Me gusta tener algo por lo que luchar, incluso si parece que la zanahoria y el palo siempre están fuera de mi alcance.

Nunca tendrás suficiente. Nunca estarás completamente satisfecho.

Aún hay que encontrar ciertos niveles de satisfacción, pero es saludable cambiar los objetivos a medida que cambian.

9. Las preguntas aumentan a medida que uno envejece. Trabajo con muchos Excelentes asesores financierosMe encuentro dependiendo cada vez más de ellos a medida que envejezco y mi situación financiera se vuelve más compleja.

El asesoramiento financiero adquiere mayor importancia cuanto mayor es uno y cuanto más dinero se tiene.

10. Los Jones están siempre presentes.
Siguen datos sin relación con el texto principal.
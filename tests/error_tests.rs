//! Error taxonomy and edge cases
//!
//! Configuration problems must be reported before anything is launched, with
//! a message that names the offending value.

use lorewright::prelude::*;
use lorewright::config::GENERAL_MODEL;
use lorewright::prompt::PromptBuilder;

#[cfg(test)]
mod configuration_error_tests {
    use super::*;

    fn pipeline_without_server(dir: &std::path::Path) -> Pipeline {
        let model = dir.join("general.gguf");
        std::fs::write(&model, b"GGUF").unwrap();

        let mut config = LorewrightConfig::default();
        config.models.clear();
        config.models.insert(GENERAL_MODEL.to_string(), model);
        config.server.executable_path = dir.join("no-such-server");
        config.server.timings.cooldown_ms = 0;
        Pipeline::new(config).unwrap()
    }

    #[test]
    fn test_messages_name_the_value() {
        let dir = tempfile::tempdir().unwrap();
        let mut pipeline = pipeline_without_server(dir.path());

        let err = pipeline
            .generate(&GenerationRequest::new("ode", "x"))
            .unwrap_err();
        assert!(err.to_string().contains("'ode'"));

        let err = pipeline
            .generate(&GenerationRequest::new("character", "x").format("rtf"))
            .unwrap_err();
        assert!(matches!(err, LorewrightError::UnknownOutputFormat(ref f) if f == "rtf"));

        let err = pipeline
            .generate(&GenerationRequest::new("character", "x"))
            .unwrap_err();
        assert!(matches!(err, LorewrightError::ExecutableNotFound(_)));
        assert!(err.to_string().contains("no-such-server"));
    }

    #[test]
    fn test_missing_model_file_is_reported_before_launch() {
        let dir = tempfile::tempdir().unwrap();
        let mut pipeline = pipeline_without_server(dir.path());
        std::fs::remove_file(dir.path().join("general.gguf")).unwrap();

        let err = pipeline
            .generate(&GenerationRequest::new("character", "x"))
            .unwrap_err();
        assert!(matches!(err, LorewrightError::ModelFileNotFound(_)));
        assert!(err.is_configuration_error());
        assert_eq!(pipeline.server_status().launches, 0);
    }

    #[test]
    fn test_invalid_config_is_rejected_up_front() {
        let mut config = LorewrightConfig::default();
        config.generation.max_tokens = 0;
        assert!(matches!(
            Pipeline::new(config),
            Err(LorewrightError::ConfigError(_))
        ));
    }
}

#[cfg(test)]
mod edge_case_tests {
    use super::*;

    #[test]
    fn test_empty_and_unusual_prompts_render() {
        let builder = PromptBuilder::new();
        for prompt in ["", "   ", "{user_prompt}", "日本語のプロンプト", "line one\nline two"] {
            let rendered = builder.render("scene-dialogue", prompt, "md", "").unwrap();
            assert!(rendered.contains(prompt));
        }
    }

    #[test]
    fn test_format_names_are_case_insensitive() {
        assert_eq!(OutputFormat::from_name("HTML"), Some(OutputFormat::Html));
        assert_eq!(OutputFormat::from_name(" .Xml "), Some(OutputFormat::Xml));
    }
}
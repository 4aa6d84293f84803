use std::path::PathBuf;
use std::time::Duration;

use thiserror::Error;

#[derive(Error, Debug)]
pub enum LorewrightError {
    #[error("Inference server executable not found at {0}")]
    ExecutableNotFound(PathBuf),

    #[error("Model file not found at {0}")]
    ModelFileNotFound(PathBuf),

    #[error("No model configured for identifier '{0}'")]
    UnconfiguredModel(String),

    #[error("Unknown content type '{0}'")]
    UnknownContentType(String),

    #[error("Unknown output format '{0}'")]
    UnknownOutputFormat(String),

    #[error("Unknown style directive '{0}'")]
    UnknownStyle(String),

    #[error("Failed to launch inference server: {0}")]
    LaunchFailed(String),

    #[error("Inference server not healthy after {waited:?}{}", format_output(.output))]
    HealthTimeout { waited: Duration, output: String },

    #[error("Inference server exited during startup (code {code:?}){}", format_output(.output))]
    ProcessExited { code: Option<i32>, output: String },

    #[error("Completion request failed: {0}")]
    Transport(String),

    #[error("Malformed completion response: {0}")]
    MalformedResponse(String),

    #[error("Configuration error: {0}")]
    ConfigError(String),

    #[error("IO error: {0}")]
    IoError(#[from] std::io::Error),
}

impl LorewrightError {
    /// Failures detected before any process is launched or request issued.
    pub fn is_configuration_error(&self) -> bool {
        matches!(
            self,
            Self::ExecutableNotFound(_)
                | Self::ModelFileNotFound(_)
                | Self::UnconfiguredModel(_)
                | Self::UnknownContentType(_)
                | Self::UnknownOutputFormat(_)
                | Self::UnknownStyle(_)
                | Self::ConfigError(_)
        )
    }

    /// Failures of the completion call itself; the loaded model stays loaded.
    pub fn is_completion_error(&self) -> bool {
        matches!(self, Self::Transport(_) | Self::MalformedResponse(_))
    }
}

fn format_output(output: &str) -> String {
    if output.trim().is_empty() {
        String::new()
    } else {
        format!("; server output:\n{}", output.trim_end())
    }
}

#[cfg(test)]
mod tests {
    use super::*;

    #[test]
    fn test_configuration_classification() {
        assert!(LorewrightError::UnknownContentType("x".into()).is_configuration_error());
        assert!(LorewrightError::ExecutableNotFound(PathBuf::from("/nope")).is_configuration_error());
        assert!(!LorewrightError::Transport("refused".into()).is_configuration_error());
        assert!(LorewrightError::MalformedResponse("no content".into()).is_completion_error());
    }

    #[test]
    fn test_health_timeout_message_includes_output() {
        let err = LorewrightError::HealthTimeout {
            waited: Duration::from_secs(3),
            output: "error: failed to load model\n".into(),
        };
        let msg = err.to_string();
        assert!(msg.contains("3s"));
        assert!(msg.contains("failed to load model"));

        let quiet = LorewrightError::HealthTimeout {
            waited: Duration::from_secs(3),
            output: String::new(),
        };
        assert!(!quiet.to_string().contains("server output"));
    }
}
Hoy en día es imposible evitar las comparaciones cuando tus amigos, colegas, pares y seguidores en las redes sociales solo publican en línea los aspectos buenos de sus vidas.

Nunca ha sido tan difícil seguir el ritmo de los Jones porque los Jones son… en todos lados.

Caigo presa del ladrón de la alegría como todos los demás, pero he descubierto que la gratitud me ayuda a mantener los pies en la tierra.

Las cosas siempre podrían ser mejores, pero también podrían ser considerablemente peores.

Lectura adicional:
10 revelaciones sobre el dinero cuando tenía 30 años

1Los padres que tienen familiares que ayudan con la guardería tienen mucha suerte, pero esa también es una situación complicada porque es mucho pedir.

2Cuando compramos nuestra primera casa en 2007, las tasas hipotecarias estaban muy por encima del 6%.